Rapid detection of Enterovirus 71 and Coxsackievirus A16 by reverse transcriptase loop mediated isothermal amplification (RT-LAMP)

Abstract

   Hand, foot and mouth disease (HFMD) is caused by many types of human enterovirus, in which human enterovirus 71 (EV71) and coxsackievirus A16 (CVA16) are the two main etiological agents. HFMD is common in children under 5 years old and EV71 and CVA16 can cause complications such as encephalitis, myositis leading to death. An effective drug or vaccine against EV71 and CVA16 infection is currently not available. For early treatment it is desirable to accurately and quickly determine the pathogen type of HFMD. Current detection methods are mainly based on clinical symptoms, and RT-PCR is the gold standard for diagnosing. However, RT-PCR requires complicated, expensive equipment and specialized lab environments. Meanwhile, an isothermal nucleic acid amplification method called RT-LAMP has all the benefits of RT-PCR in terms of sensitivity, specificity but with easier technology and low cost.
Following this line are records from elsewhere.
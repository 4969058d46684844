use anyhow::Result;
use async_trait::async_trait;
use hmac::{Hmac, Mac};
use serde::Serialize;
use sha2::Sha256;
use std::time::Duration;
use tracing::{debug, info, warn};

use super::{ApprovalNotice, ApprovalNotifier};

// ── Webhook Event ─────────────────────────────────────────────

/// Body posted to each webhook endpoint.
#[derive(Debug, Clone, Serialize)]
pub struct WebhookEvent<'a> {
    pub event_type: &'static str,
    /// ISO-8601 timestamp of when the event was built.
    pub timestamp: String,
    pub notice: &'a ApprovalNotice,
}

impl<'a> WebhookEvent<'a> {
    pub fn approval_requested(notice: &'a ApprovalNotice) -> Self {
        Self {
            event_type: "approval_requested",
            timestamp: chrono::Utc::now().to_rfc3339(),
            notice,
        }
    }
}

// ── HMAC Signing ─────────────────────────────────────────────

/// HMAC-SHA256 of `payload` as "sha256=<hex>".
fn hmac_sha256_hex(secret: &str, payload: &[u8]) -> Result<String> {
    let mut mac = Hmac::<Sha256>::new_from_slice(secret.as_bytes())
        .map_err(|e| anyhow::anyhow!("invalid webhook secret: {}", e))?;
    mac.update(payload);
    Ok(format!("sha256={}", hex::encode(mac.finalize().into_bytes())))
}

// ── Webhook Notifier ──────────────────────────────────────────

/// Posts approval notices to the configured URLs, where an external mailer
/// renders and sends the approver email.
/// - HMAC-SHA256 signing (`x-approvals-signature`) when a secret is set
/// - retries with back-off (0s → 1s → 5s)
#[derive(Clone)]
pub struct WebhookNotifier {
    client: reqwest::Client,
    urls: Vec<String>,
    secret: Option<String>,
    backoff_secs: Vec<u64>,
}

impl WebhookNotifier {
    pub fn new(urls: Vec<String>, secret: Option<String>) -> Result<Self> {
        let client = reqwest::Client::builder()
            .timeout(Duration::from_secs(10))
            .user_agent("Approvals-Webhook/1.0")
            .build()?;
        Ok(Self {
            client,
            urls,
            secret,
            backoff_secs: vec![0, 1, 5],
        })
    }

    /// Override the retry schedule. Each entry is one attempt, preceded by
    /// that many seconds of sleep.
    pub fn with_backoff(mut self, backoff_secs: Vec<u64>) -> Self {
        self.backoff_secs = backoff_secs;
        self
    }

    /// Deliver one event to one URL, retrying per the back-off schedule.
    pub async fn send(&self, url: &str, event: &WebhookEvent<'_>) -> Result<()> {
        let payload = serde_json::to_vec(event)?;
        let delivery_id = uuid::Uuid::new_v4().to_string();
        let timestamp = chrono::Utc::now().timestamp().to_string();
        let signature = match self.secret.as_deref() {
            Some(s) => Some(hmac_sha256_hex(s, &payload)?),
            None => None,
        };

        for (attempt, &delay) in self.backoff_secs.iter().enumerate() {
            if delay > 0 {
                debug!(url, attempt, delay_secs = delay, "retrying webhook delivery");
                tokio::time::sleep(Duration::from_secs(delay)).await;
            }

            let mut req = self
                .client
                .post(url)
                .header("content-type", "application/json")
                .header("x-approvals-delivery-id", &delivery_id)
                .header("x-approvals-timestamp", &timestamp)
                .header("x-approvals-event", event.event_type);

            if let Some(ref sig) = signature {
                req = req.header("x-approvals-signature", sig.as_str());
            }

            match req.body(payload.clone()).send().await {
                Ok(resp) if resp.status().is_success() => {
                    info!(
                        url,
                        delivery_id = %delivery_id,
                        attempt,
                        status = %resp.status(),
                        "webhook delivered"
                    );
                    return Ok(());
                }
                Ok(resp) => {
                    let status = resp.status();
                    let body = resp.text().await.unwrap_or_default();
                    warn!(
                        url,
                        delivery_id = %delivery_id,
                        attempt,
                        status = %status,
                        body = %body,
                        "webhook delivery failed (non-2xx)"
                    );
                }
                Err(e) => {
                    warn!(
                        url,
                        delivery_id = %delivery_id,
                        attempt,
                        error = %e,
                        "webhook request error"
                    );
                }
            }
        }

        Err(anyhow::anyhow!(
            "webhook delivery failed after {} attempts: {}",
            self.backoff_secs.len(),
            url
        ))
    }
}

#[async_trait]
impl ApprovalNotifier for WebhookNotifier {
    fn channel(&self) -> &'static str {
        "webhook"
    }

    /// Every URL is attempted; the first failure is reported after all ran.
    async fn notify(&self, notice: &ApprovalNotice) -> Result<()> {
        let event = WebhookEvent::approval_requested(notice);
        let mut first_err = None;
        for url in &self.urls {
            if let Err(e) = self.send(url, &event).await {
                first_err.get_or_insert(e);
            }
        }
        match first_err {
            Some(e) => Err(e),
            None => Ok(()),
        }
    }
}

// ── Tests ─────────────────────────────────────────────────────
In this study, the optimized RT-LAMP method has been able to detect EV71 and CA16 specific sequences with detection limit of 1 fg for EV71 and 10 fg for CA16. The reaction is performed at a single temperature of 60 ⁰C for 35 minutes; the visible results can be determined by means of the reaction's colour, indicating that the method is highly suitable for point-of-care detection.